To visualise this, we can do the following
ggplot(my_data, aes(Avg_Open_To_Buy, Credit_Limit)) +
geom_point(size = rel(0.5), shape = 1, color = "blue") +
geom_smooth(color = "magenta", linewidth = 1.5)
my_data <- select(bank_data, !where(is.numeric)) # Select all non-numeric variables
ggpairs(my_data)
Observe the bubble plots and we may see that for males and females, the income category distribution is very different. So it is likely that the two variables are of strong dependence. We can do the chi-square test.
chisq.test(bank_data$Gender, bank_data$Income_Category)
##
## Pearson's Chi-squared test
##
## data: bank_data$Gender and bank_data$Income_Category
## X-squared = 7138.4, df = 5, p-value < 2.2e-16
So an extremely small p-value does confirm our hypothesis. We can
further show this by a grouped bar chart. Before that we need to make
Income_Category
a factor and relevel it. More details will
be explained in the factor
session. This step is not
necessary.
income_levels <- levels(as.factor(bank_data$Income_Category))
my_data <- bank_data %>%
mutate(Income_Category = as.factor(Income_Category)) %>%
mutate(Income_Category = fct_relevel(Income_Category, income_levels[c(1,4,3,2,5,6)]))
levels(my_data$Income_Category)
## [1] "$120K +" "$80K - $120K" "$60K - $80K" "$40K - $60K"
## [5] "Less than $40K" "Unknown"
ggplot(my_data) +
geom_bar(aes(Gender, fill = Income_Category), position = "dodge")
So it is evident that females have much less income than males on average.
For this question, we don’t have particularly easier ways than
analyzing the relationship between Attrition_Flag
and each
other variable extensively.
For another variable being categorical, we can simply do the chi-square test.
For another variable being numeric, we should do the t-test. For
example, Attrition_Flag
is correlated with
Months_Inactive_12_mon
. We can show this by the following
code:
data1 <- bank_data$Months_Inactive_12_mon[bank_data$Attrition_Flag != "Existing Customer"]

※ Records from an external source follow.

//! Pitchcraft - marketing pitch generator
//!
//! Pitchcraft turns a short product or idea description into a five-part
//! marketing narrative (hook, emotion, conflict, resolution, call to action)
//! and, from that narrative, a five-panel collage, a short video, and posts
//! for five social platforms.
//!
//! # Architecture
//!
//! - `pitchcraft_error` - Error types
//! - `pitchcraft_core` - Core data types and telemetry setup
//! - `pitchcraft_interface` - `PitchGenerator` and `ApiKeySelector` traits, poll policy
//! - `pitchcraft_storage` - Locally addressable media handles
//! - `pitchcraft_models` - Gemini REST provider and configuration
//! - `pitchcraft_workflow` - `PitchSession` orchestration
//!
//! This crate re-exports everything for convenience.
//!
//! # Quick Start
//!
//! ```rust,no_run
//! use pitchcraft::{EnvKeySelector, GeminiClient, PitchSession};
//! use std::sync::Arc;
//!
//! #[tokio::main]
//! async fn main() -> Result<(), Box<dyn std::error::Error>> {
//!     let session = PitchSession::new(Arc::new(GeminiClient::from_env()?), Arc::new(EnvKeySelector));
//!     session.set_description("An app that connects busy professionals with local dog walkers");
//!     session.generate_narrative().await?;
//!     println!("{:#?}", session.narrative());
//!     Ok(())
//! }
//! ```

mod key_selector;

pub use key_selector::EnvKeySelector;

pub use pitchcraft_core::*;
pub use pitchcraft_error::*;
pub use pitchcraft_interface::*;
pub use pitchcraft_models::*;
pub use pitchcraft_storage::*;
pub use pitchcraft_workflow::*;
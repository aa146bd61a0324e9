//! Storage trait definition.

use crate::MediaType;
use pitchcraft_error::PitchcraftResult;
use uuid::Uuid;

/// Metadata about media being stored.
#[derive(Debug, Clone, PartialEq, Eq)]
pub struct MediaMetadata {
    /// Type of media (image, video)
    pub media_type: MediaType,
    /// MIME type (e.g., "image/png", "video/mp4")
    pub mime_type: String,
}

impl MediaMetadata {
    /// Metadata for a downloaded MP4 video.
    pub fn video() -> Self {
        Self {
            media_type: MediaType::Video,
            mime_type: "video/mp4".to_string(),
        }
    }

    /// Metadata for a PNG image.
    pub fn image() -> Self {
        Self {
            media_type: MediaType::Image,
            mime_type: "image/png".to_string(),
        }
    }
}

/// Reference to stored media.
#[derive(Debug, Clone, PartialEq, Eq, Hash)]
pub struct MediaReference {
    /// Unique identifier for this reference
    pub id: Uuid,
    /// SHA-256 hash of the content
    pub content_hash: String,
    /// Storage backend name (e.g., "memory", "filesystem")
    pub storage_backend: String,
    /// Locally addressable location (`local://<id>` or a filesystem path)
    pub location: String,
    /// Size of the media in bytes
    pub size_bytes: u64,
    /// Type of media
    pub media_type: MediaType,
    /// MIME type
    pub mime_type: String,
}

/// Backend holding downloaded media for the lifetime of its handles.
///
/// `release` is synchronous so that it can run from `Drop`.
#[async_trait::async_trait]
pub trait MediaStore: Send + Sync + std::fmt::Debug {
    /// Store media and return a reference to it.
    async fn store(&self, data: &[u8], metadata: &MediaMetadata)
    -> PitchcraftResult<MediaReference>;

    /// Read media back by reference.
    async fn retrieve(&self, reference: &MediaReference) -> PitchcraftResult<Vec<u8>>;

    /// Reclaim the backing resource.
    ///
    /// Releasing an unknown or already released reference returns
    /// `StorageErrorKind::NotFound`.
    fn release(&self, reference: &MediaReference) -> PitchcraftResult<()>;

    /// Whether the reference still resolves to stored media.
    fn exists(&self, reference: &MediaReference) -> bool;
}

/// Compute the SHA-256 hex digest of data.
pub(crate) fn compute_hash(data: &[u8]) -> String {
    use sha2::{Digest, Sha256};

    let mut hasher = Sha256::new();
    hasher.update(data);
    format!("{:x}", hasher.finalize())
}
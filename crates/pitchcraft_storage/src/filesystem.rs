//! Filesystem-backed media storage.
//!
//! Each stored item gets its own file so that releasing one handle never
//! affects another, even when the bytes are identical.

use crate::storage::compute_hash;
use crate::{MediaMetadata, MediaReference, MediaStore, MediaType};
use pitchcraft_error::{PitchcraftResult, StorageError, StorageErrorKind};
use std::path::{Path, PathBuf};
use uuid::Uuid;

/// Filesystem storage backend.
///
/// Layout: `{base_path}/{type}/{hash[0:2]}/{id}.{ext}`
///
/// ```text
/// media/
/// ├── images/
/// │   └── ab/
/// │       └── 3f2c...e1.png
/// └── video/
///     └── ef/
///         └── 90d1...7a.mp4
/// ```
///
/// Writes go to a temp file and are renamed into place. Reads verify the
/// content hash recorded at store time.
#[derive(Debug)]
pub struct FileSystemMediaStore {
    base_path: PathBuf,
}

impl FileSystemMediaStore {
    /// Create a new filesystem store, creating the base directory if needed.
    ///
    /// # Errors
    ///
    /// Returns error if the directory cannot be created.
    #[tracing::instrument(skip(base_path))]
    pub fn new(base_path: impl Into<PathBuf>) -> PitchcraftResult<Self> {
        let base_path = base_path.into();

        std::fs::create_dir_all(&base_path).map_err(|e| {
            StorageError::new(StorageErrorKind::DirectoryCreation(format!(
                "{}: {}",
                base_path.display(),
                e
            )))
        })?;

        tracing::info!(path = %base_path.display(), "Created filesystem media store");
        Ok(Self { base_path })
    }

    /// Root directory of this store.
    pub fn base_path(&self) -> &Path {
        &self.base_path
    }

    fn get_path(&self, hash: &str, id: Uuid, media_type: MediaType) -> PathBuf {
        self.base_path
            .join(media_type.directory())
            .join(&hash[0..2])
            .join(format!("{}.{}", id, media_type.default_extension()))
    }

    fn verify_hash(data: &[u8], expected_hash: &str) -> PitchcraftResult<()> {
        let actual_hash = compute_hash(data);
        if actual_hash != expected_hash {
            return Err(StorageError::new(StorageErrorKind::FileRead(format!(
                "Hash mismatch: expected {}, got {}",
                expected_hash, actual_hash
            )))
            .into());
        }
        Ok(())
    }
}

#[async_trait::async_trait]
impl MediaStore for FileSystemMediaStore {
    #[tracing::instrument(skip(self, data, metadata), fields(size = data.len(), media_type = %metadata.media_type))]
    async fn store(
        &self,
        data: &[u8],
        metadata: &MediaMetadata,
    ) -> PitchcraftResult<MediaReference> {
        let hash = compute_hash(data);
        let id = Uuid::new_v4();
        let path = self.get_path(&hash, id, metadata.media_type);

        if let Some(parent) = path.parent() {
            tokio::fs::create_dir_all(parent).await.map_err(|e| {
                StorageError::new(StorageErrorKind::DirectoryCreation(format!(
                    "{}: {}",
                    parent.display(),
                    e
                )))
            })?;
        }

        let temp_path = path.with_extension("tmp");
        tokio::fs::write(&temp_path, data).await.map_err(|e| {
            StorageError::new(StorageErrorKind::FileWrite(format!(
                "{}: {}",
                temp_path.display(),
                e
            )))
        })?;

        tokio::fs::rename(&temp_path, &path).await.map_err(|e| {
            StorageError::new(StorageErrorKind::FileWrite(format!(
                "rename {} to {}: {}",
                temp_path.display(),
                path.display(),
                e
            )))
        })?;

        tracing::info!(
            hash = %hash,
            path = %path.display(),
            size = data.len(),
            "Stored media file"
        );

        Ok(MediaReference {
            id,
            content_hash: hash,
            storage_backend: "filesystem".to_string(),
            location: path.to_string_lossy().to_string(),
            size_bytes: data.len() as u64,
            media_type: metadata.media_type,
            mime_type: metadata.mime_type.clone(),
        })
    }

    #[tracing::instrument(skip(self, reference), fields(path = %reference.location))]
    async fn retrieve(&self, reference: &MediaReference) -> PitchcraftResult<Vec<u8>> {
        let path = Path::new(&reference.location);

        let data = tokio::fs::read(path).await.map_err(|e| {
            if e.kind() == std::io::ErrorKind::NotFound {
                StorageError::new(StorageErrorKind::NotFound(reference.location.clone()))
            } else {
                StorageError::new(StorageErrorKind::FileRead(format!(
                    "{}: {}",
                    path.display(),
                    e
                )))
            }
        })?;

        Self::verify_hash(&data, &reference.content_hash)?;
        Ok(data)
    }

    #[tracing::instrument(skip(self, reference), fields(path = %reference.location))]
    fn release(&self, reference: &MediaReference) -> PitchcraftResult<()> {
        let path = Path::new(&reference.location);

        std::fs::remove_file(path).map_err(|e| {
            if e.kind() == std::io::ErrorKind::NotFound {
                StorageError::new(StorageErrorKind::NotFound(reference.location.clone()))
            } else {
                StorageError::new(StorageErrorKind::FileWrite(format!(
                    "delete {}: {}",
                    path.display(),
                    e
                )))
            }
        })?;

        tracing::debug!(path = %path.display(), "Released media file");
        Ok(())
    }

    fn exists(&self, reference: &MediaReference) -> bool {
        Path::new(&reference.location).exists()
    }
}
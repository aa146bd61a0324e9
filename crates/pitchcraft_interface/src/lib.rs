//! Trait seams for Pitchcraft.
//!
//! The workflow orchestrator talks to the outside world through two traits:
//!
//! - [`PitchGenerator`]: the generation client, one method per provider
//!   operation
//! - [`ApiKeySelector`]: the host's API-key selection capability, consulted
//!   before video generation
//!
//! [`PollPolicy`] carries the interval, deadline, and cancellation signal for
//! long-running provider jobs.

#![forbid(unsafe_code)]
#![warn(missing_docs)]

mod poll;
mod traits;

pub use poll::{CancelHandle, PollPolicy, DEFAULT_POLL_INTERVAL};
pub use traits::{ApiKeySelector, PitchGenerator, StaticKeySelector};
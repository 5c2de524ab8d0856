//! Error taxonomy of the rendering pipeline.
//!
//! GPU and window plumbing reports `anyhow::Error`; these types mark the
//! failures the mode controller has to tell apart.

use std::path::PathBuf;

/// The render-options file could not be used. Always fatal.
#[derive(Debug, thiserror::Error)]
pub enum ConfigLoadError {
    #[error("cannot read render options {}: {source}", path.display())]
    Read {
        path: PathBuf,
        #[source]
        source: std::io::Error,
    },

    #[error("malformed render options {}: {source}", path.display())]
    Malformed {
        path: PathBuf,
        #[source]
        source: serde_json::Error,
    },
}

/// A mesh file could not be turned into displayable geometry.
///
/// Recoverable in batch mode (the ordinal is skipped), fatal in interactive mode.
#[derive(Debug, thiserror::Error)]
pub enum MeshLoadError {
    #[error("cannot read mesh {}: {source}", path.display())]
    Read {
        path: PathBuf,
        #[source]
        source: std::io::Error,
    },

    #[error("invalid ply mesh {}: {source}", path.display())]
    Ply {
        path: PathBuf,
        #[source]
        source: stillframe_ply::ParseError,
    },

    #[error("invalid obj mesh {}: {source}", path.display())]
    Obj {
        path: PathBuf,
        #[source]
        source: tobj::LoadError,
    },

    #[error("unsupported mesh format: {}", path.display())]
    UnsupportedFormat { path: PathBuf },

    #[error("mesh has no vertices: {}", path.display())]
    Empty { path: PathBuf },
}

/// A frame could not be produced or written. Always fatal.
#[derive(Debug, thiserror::Error)]
pub enum CaptureWriteError {
    #[error("cannot create output directory {}: {source}", path.display())]
    OutputDir {
        path: PathBuf,
        #[source]
        source: std::io::Error,
    },

    #[error("rendering failed before capturing {}: {reason:#}", path.display())]
    Render { path: PathBuf, reason: anyhow::Error },

    #[error("frame readback failed for {}: {reason:#}", path.display())]
    Readback { path: PathBuf, reason: anyhow::Error },

    #[error("cannot write image {}: {source}", path.display())]
    Encode {
        path: PathBuf,
        #[source]
        source: image::ImageError,
    },
}

/// Errors that abort a whole session.
#[derive(Debug, thiserror::Error)]
pub enum SessionError {
    #[error("failed to create render context: {0:#}")]
    ContextCreation(anyhow::Error),

    #[error(transparent)]
    Config(#[from] ConfigLoadError),

    #[error("cannot list mesh directory {}: {source}", path.display())]
    Enumerate {
        path: PathBuf,
        #[source]
        source: std::io::Error,
    },

    #[error(transparent)]
    Mesh(#[from] MeshLoadError),

    #[error(transparent)]
    Capture(#[from] CaptureWriteError),

    #[error("interactive session failed: {0:#}")]
    Interactive(anyhow::Error),
}
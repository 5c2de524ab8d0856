//! Logging utilities.
//!
//! Logger initialization lives here so the binary and tests share one setup.
//! Everything else in the workspace logs through the `log` facade.

mod init;

pub use init::{init_logging, LoggingConfig, DEFAULT_FILTER};
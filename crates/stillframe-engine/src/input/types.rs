/// Keyboard keys the preview reacts to.
///
/// Everything else maps to `Key::Other`.
#[derive(Debug, Copy, Clone, Eq, PartialEq, Hash)]
pub enum Key {
    Escape,
    Q,
    R,
    Other,
}

#[derive(Debug, Copy, Clone, Eq, PartialEq)]
pub enum KeyState {
    Pressed,
    Released,
}

/// Mouse button identifier.
#[derive(Debug, Copy, Clone, Eq, PartialEq, Hash)]
pub enum MouseButton {
    Left,
    Right,
    Middle,
    Other(u16),
}

#[derive(Debug, Copy, Clone, Eq, PartialEq)]
pub enum MouseButtonState {
    Pressed,
    Released,
}

/// Mouse wheel delta.
///
/// `Line` corresponds to "scroll lines" style input; `Pixel` is high precision.
#[derive(Debug, Copy, Clone, PartialEq)]
pub enum MouseWheelDelta {
    Line { x: f32, y: f32 },
    Pixel { x: f32, y: f32 },
}

/// Platform-agnostic input events emitted by the runtime.
#[derive(Debug, Clone, PartialEq)]
pub enum InputEvent {
    Key {
        key: Key,
        state: KeyState,
        /// True when event is a key-repeat.
        repeat: bool,
    },

    /// Pointer position in logical pixels.
    PointerMoved { x: f32, y: f32 },

    PointerButton {
        button: MouseButton,
        state: MouseButtonState,
    },

    MouseWheel(MouseWheelDelta),

    /// Pointer left the window surface.
    PointerLeft,

    /// Window focus change.
    Focused(bool),
}
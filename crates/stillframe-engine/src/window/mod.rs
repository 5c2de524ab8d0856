//! Interactive preview window.
//!
//! Owns the `winit` EventLoop and Window for the duration of one preview and
//! renders the staged mesh into the window surface until the user closes it.

mod runtime;

pub use runtime::{run_preview, PreviewScene, WindowConfig};
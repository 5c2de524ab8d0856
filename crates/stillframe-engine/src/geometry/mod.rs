//! Mesh discovery and decoding.

mod load;
mod sources;

pub use load::load_mesh;
pub use sources::{enumerate_meshes, frame_name, MeshAsset, MAX_PADDED_ORDINAL};
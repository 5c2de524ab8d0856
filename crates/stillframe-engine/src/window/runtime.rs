use anyhow::{Context, Result};
use ouroboros::self_referencing;

use winit::application::ApplicationHandler;
use winit::dpi::{LogicalSize, PhysicalPosition};
use winit::event::{ElementState, MouseButton as WinitMouseButton, MouseScrollDelta, WindowEvent};
use winit::event_loop::{ActiveEventLoop, ControlFlow, EventLoop};
use winit::keyboard::{KeyCode, PhysicalKey};
use winit::window::{Window, WindowId};

use crate::device::{surface, DepthTarget, Gpu, SurfaceErrorAction};
use crate::input::{
    InputEvent, InputState, Key, KeyState, MouseButton, MouseButtonState, MouseWheelDelta,
    OrbitControls, ViewAction,
};
use crate::options::RenderOptions;
use crate::render::{Camera, GpuMesh, MeshRenderer, RenderCtx, RenderTarget};

/// Preview window configuration.
#[derive(Debug, Clone)]
pub struct WindowConfig {
    pub title: String,
    pub initial_size: LogicalSize<f64>,
}

impl Default for WindowConfig {
    fn default() -> Self {
        Self {
            title: "stillframe".to_string(),
            initial_size: LogicalSize::new(1280.0, 720.0),
        }
    }
}

/// Everything the preview draws, borrowed from the render context for the
/// duration of the loop. Camera changes persist after the loop returns.
pub struct PreviewScene<'a> {
    pub gpu: &'a Gpu,
    pub mesh: Option<&'a GpuMesh>,
    pub options: &'a RenderOptions,
    pub camera: &'a mut Camera,
}

/// Opens the preview window and blocks until the user closes it.
pub fn run_preview(config: WindowConfig, scene: PreviewScene<'_>) -> Result<()> {
    let event_loop = EventLoop::new().context("failed to create winit EventLoop")?;
    let mut app = PreviewApp {
        config,
        scene,
        window: None,
        renderer: MeshRenderer::new(),
        input: InputState::default(),
        controls: OrbitControls::default(),
        error: None,
    };

    event_loop
        .run_app(&mut app)
        .context("winit event loop terminated with error")?;

    match app.error.take() {
        Some(err) => Err(err),
        None => Ok(()),
    }
}

#[self_referencing]
struct WindowEntry {
    window: Window,

    #[borrows(window)]
    #[covariant]
    surface: wgpu::Surface<'this>,
}

struct PreviewWindow {
    entry: WindowEntry,
    config: wgpu::SurfaceConfiguration,
    depth: DepthTarget,
}

struct PreviewApp<'a> {
    config: WindowConfig,
    scene: PreviewScene<'a>,
    window: Option<PreviewWindow>,
    renderer: MeshRenderer,
    input: InputState,
    controls: OrbitControls,

    /// First fatal error; reported once the loop has exited.
    error: Option<anyhow::Error>,
}

impl PreviewApp<'_> {
    fn fail(&mut self, event_loop: &ActiveEventLoop, err: anyhow::Error) {
        log::error!("preview failed: {err:#}");
        if self.error.is_none() {
            self.error = Some(err);
        }
        event_loop.exit();
    }

    fn create_window(&self, event_loop: &ActiveEventLoop) -> Result<PreviewWindow> {
        let attrs = Window::default_attributes()
            .with_title(self.config.title.clone())
            .with_inner_size(self.config.initial_size);

        let window = event_loop
            .create_window(attrs)
            .context("failed to create window")?;

        let gpu = self.scene.gpu;
        let entry = WindowEntryTryBuilder {
            window,
            surface_builder: |w| gpu.instance().create_surface(w),
        }
        .try_build()
        .context("failed to create wgpu surface")?;

        let size = entry.borrow_window().inner_size();
        let config = entry.with_surface(|s| surface::configure(gpu, s, size))?;
        let depth = DepthTarget::new(gpu.device(), config.width, config.height);

        log::debug!("preview surface {}x{} {:?}", config.width, config.height, config.format);
        Ok(PreviewWindow { entry, config, depth })
    }

    fn resize(&mut self) {
        let Some(win) = self.window.as_mut() else { return };
        let device = self.scene.gpu.device();
        let new_size = win.entry.borrow_window().inner_size();

        let configured = win
            .entry
            .with_surface(|s| surface::apply_resize(s, device, &mut win.config, new_size));
        if configured {
            win.depth.ensure_size(device, win.config.width, win.config.height);
        }
        win.entry.borrow_window().request_redraw();
    }

    /// Draws and presents one frame.
    fn redraw(&mut self) -> Result<()> {
        let Some(win) = self.window.as_mut() else { return Ok(()) };
        let gpu = self.scene.gpu;

        let frame = match win.entry.borrow_surface().get_current_texture() {
            Ok(f) => f,
            Err(err) => {
                let action = win.entry.with_surface(|s| {
                    surface::map_surface_error(s, gpu.device(), &win.config, err)
                });
                anyhow::ensure!(
                    action != SurfaceErrorAction::Fatal,
                    "window surface is out of memory"
                );
                return Ok(());
            }
        };
        let view = frame
            .texture
            .create_view(&wgpu::TextureViewDescriptor::default());

        let mut encoder = gpu
            .device()
            .create_command_encoder(&wgpu::CommandEncoderDescriptor {
                label: Some("stillframe preview encoder"),
            });

        // RenderTarget borrows the encoder; dropped before submit() takes it.
        {
            let ctx = RenderCtx::new(
                gpu.device(),
                gpu.queue(),
                win.config.format,
                (win.config.width, win.config.height),
            );
            let mut target = RenderTarget::new(&mut encoder, &view, win.depth.view());
            self.renderer.render(
                &ctx,
                &mut target,
                self.scene.mesh,
                self.scene.camera,
                self.scene.options,
            );
        }

        win.entry.borrow_window().pre_present_notify();
        gpu.submit(encoder);
        frame.present();
        gpu.take_error()
    }

    fn apply_action(&mut self, event_loop: &ActiveEventLoop, action: ViewAction) {
        let camera = &mut *self.scene.camera;
        match action {
            ViewAction::Orbit { yaw, pitch } => camera.orbit(yaw, pitch),
            ViewAction::Zoom(steps) => camera.zoom(steps),
            ViewAction::Reset => camera.reset(),
            ViewAction::Close => {
                event_loop.exit();
                return;
            }
        }
        if let Some(win) = self.window.as_ref() {
            win.entry.borrow_window().request_redraw();
        }
    }
}

impl ApplicationHandler for PreviewApp<'_> {
    fn resumed(&mut self, event_loop: &ActiveEventLoop) {
        if self.window.is_some() {
            return;
        }

        match self.create_window(event_loop) {
            Ok(win) => {
                win.entry.borrow_window().request_redraw();
                self.window = Some(win);
            }
            Err(err) => self.fail(event_loop, err),
        }
    }

    fn about_to_wait(&mut self, event_loop: &ActiveEventLoop) {
        event_loop.set_control_flow(ControlFlow::Wait);

        // Continuous redraw while the preview is open.
        if let Some(win) = self.window.as_ref() {
            win.entry.borrow_window().request_redraw();
        }
    }

    fn window_event(
        &mut self,
        event_loop: &ActiveEventLoop,
        _window_id: WindowId,
        event: WindowEvent,
    ) {
        match &event {
            WindowEvent::CloseRequested => {
                event_loop.exit();
                return;
            }

            WindowEvent::Resized(_) | WindowEvent::ScaleFactorChanged { .. } => {
                self.resize();
                return;
            }

            WindowEvent::RedrawRequested => {
                if let Err(err) = self.redraw() {
                    self.fail(event_loop, err);
                }
                return;
            }

            _ => {}
        }

        let Some(win) = self.window.as_ref() else { return };
        let Some(ev) = translate_input_event(win.entry.borrow_window(), &event) else {
            return;
        };

        let action = self.controls.interpret(&self.input, &ev);
        self.input.apply_event(&ev);
        if let Some(action) = action {
            self.apply_action(event_loop, action);
        }
    }

    fn exiting(&mut self, _event_loop: &ActiveEventLoop) {
        // Surface before window, handled by the self-referencing entry.
        self.window = None;
    }
}

fn translate_input_event(window: &Window, event: &WindowEvent) -> Option<InputEvent> {
    match event {
        WindowEvent::Focused(f) => Some(InputEvent::Focused(*f)),

        WindowEvent::CursorLeft { .. } => Some(InputEvent::PointerLeft),

        WindowEvent::CursorMoved { position, .. } => {
            let (x, y) = to_logical_f32(window, *position);
            Some(InputEvent::PointerMoved { x, y })
        }

        WindowEvent::MouseInput { state, button, .. } => {
            let state = match state {
                ElementState::Pressed => MouseButtonState::Pressed,
                ElementState::Released => MouseButtonState::Released,
            };
            Some(InputEvent::PointerButton {
                button: map_mouse_button(*button),
                state,
            })
        }

        WindowEvent::MouseWheel { delta, .. } => {
            let delta = match delta {
                MouseScrollDelta::LineDelta(x, y) => MouseWheelDelta::Line { x: *x, y: *y },
                MouseScrollDelta::PixelDelta(p) => {
                    let (x, y) = to_logical_f32(window, *p);
                    MouseWheelDelta::Pixel { x, y }
                }
            };
            Some(InputEvent::MouseWheel(delta))
        }

        WindowEvent::KeyboardInput { event, .. } => {
            let state = match event.state {
                ElementState::Pressed => KeyState::Pressed,
                ElementState::Released => KeyState::Released,
            };
            Some(InputEvent::Key {
                key: map_key(event.physical_key),
                state,
                repeat: event.repeat,
            })
        }

        _ => None,
    }
}

fn to_logical_f32(window: &Window, pos: PhysicalPosition<f64>) -> (f32, f32) {
    let logical = pos.to_logical::<f64>(window.scale_factor());
    (logical.x as f32, logical.y as f32)
}

fn map_mouse_button(b: WinitMouseButton) -> MouseButton {
    match b {
        WinitMouseButton::Left => MouseButton::Left,
        WinitMouseButton::Right => MouseButton::Right,
        WinitMouseButton::Middle => MouseButton::Middle,
        WinitMouseButton::Back => MouseButton::Other(3),
        WinitMouseButton::Forward => MouseButton::Other(4),
        WinitMouseButton::Other(v) => MouseButton::Other(v),
    }
}

fn map_key(pk: PhysicalKey) -> Key {
    match pk {
        PhysicalKey::Code(KeyCode::Escape) => Key::Escape,
        PhysicalKey::Code(KeyCode::KeyQ) => Key::Q,
        PhysicalKey::Code(KeyCode::KeyR) => Key::R,
        _ => Key::Other,
    }
}
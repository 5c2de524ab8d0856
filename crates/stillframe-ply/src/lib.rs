//! Reader for the **PLY** polygon file format.
//!
//! This crate is intentionally dependency-free so it can be consumed by
//! conversion tools and tests without pulling in any engine or GPU code.
//!
//! # Structure
//!
//! | Module | Contents |
//! |--------|----------|
//! | [`header`] | `Header`, `Element`, `Property`, `parse_header` |
//! | [`mesh`] | `TriangleMesh`, `Bounds`, vertex normal computation |
//! | [`error`] | `ParseError`, `Location` |
//!
//! Supported: `ascii 1.0`, `binary_little_endian 1.0`, `binary_big_endian 1.0`;
//! vertex `x y z` with optional `nx ny nz` and `red green blue`; faces as a
//! `vertex_indices` (or `vertex_index`) list, fan-triangulated. Other elements
//! and properties are read and skipped.
//!
//! # Quick start
//!
//! ```rust
//! let src = b"ply
//! format ascii 1.0
//! element vertex 3
//! property float x
//! property float y
//! property float z
//! element face 1
//! property list uchar int vertex_indices
//! end_header
//! 0 0 0
//! 1 0 0
//! 0 1 0
//! 3 0 1 2
//! ";
//!
//! let mut mesh = stillframe_ply::parse_bytes(src).unwrap();
//! mesh.compute_vertex_normals();
//! assert_eq!(mesh.triangles, vec![[0, 1, 2]]);
//! assert_eq!(mesh.normals[0], [0.0, 0.0, 1.0]);
//! ```

mod body;
pub mod error;
pub mod header;
pub mod mesh;

pub use error::{Location, ParseError};
pub use header::{parse_header, Format, Header};
pub use mesh::{Bounds, TriangleMesh};

/// Parses a complete `.ply` file held in memory.
pub fn parse_bytes(input: &[u8]) -> Result<TriangleMesh, ParseError> {
    let parsed = parse_header(input)?;
    body::read_body(
        &parsed.header,
        &input[parsed.body_offset..],
        parsed.body_offset,
        parsed.line_count,
    )
}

data2 <- bank_data$Months_Inactive_12_mon[bank_data$Attrition_Flag == "Existing Customer"]
t.test(data1, data2)
##
## Welch Two Sample t-test
##
## data: data1 and data2
## t = 16.862, df = 2489.8, p-value < 2.2e-16
## alternative hypothesis: true difference in means is not equal to 0
## 95 percent confidence interval:
## 0.3707468 0.4683249
## sample estimates:
## mean of x mean of y
## 2.693301 2.273765
The p-value is very small, indicating that we cannot assume the two groups (existing/churning customers) have the same mean inactive months. We can also recreate the boxplot to show this.
ggplot(bank_data) +
geom_boxplot(aes(Attrition_Flag, Months_Inactive_12_mon))
With all the knowledge we have learned from data exploration, we may move forward to the modeling step to explain our data or predict customer behavior in the future. If necessary, we can also go back to the transformation step to further transform our data before the modeling step.